# PROBLEM DETAILS
The data follows this line. Copy verbatim the line with "mod payout;" and each line after it to the end.

# RECORDS FOR THE TASK
"""

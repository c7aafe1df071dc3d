//! Core data models for the shift payroll engine.
//!
//! This module contains all the domain models used throughout the engine.

mod advance;
mod employee;
mod pay_period;
mod payout;
mod period_summary;
mod shift;

pub use advance::{Advance, AdvanceEdit};
pub use employee::Employee;
pub use pay_period::PayPeriod;
pub use payout::PayoutDraft;
pub use period_summary::{AggregationWarning, PeriodSummary, RecordKind, WarningCode};
pub use shift::Shift;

"""

# ANSWER FOR THIS EXERCISE
mod payout;
mod period_summary;
mod shift;

pub use advance::{Advance, AdvanceEdit};
pub use employee::Employee;
pub use pay_period::PayPeriod;
pub use payout::PayoutDraft;
pub use period_summary::{AggregationWarning, PeriodSummary, RecordKind, WarningCode};
pub use shift::Shift;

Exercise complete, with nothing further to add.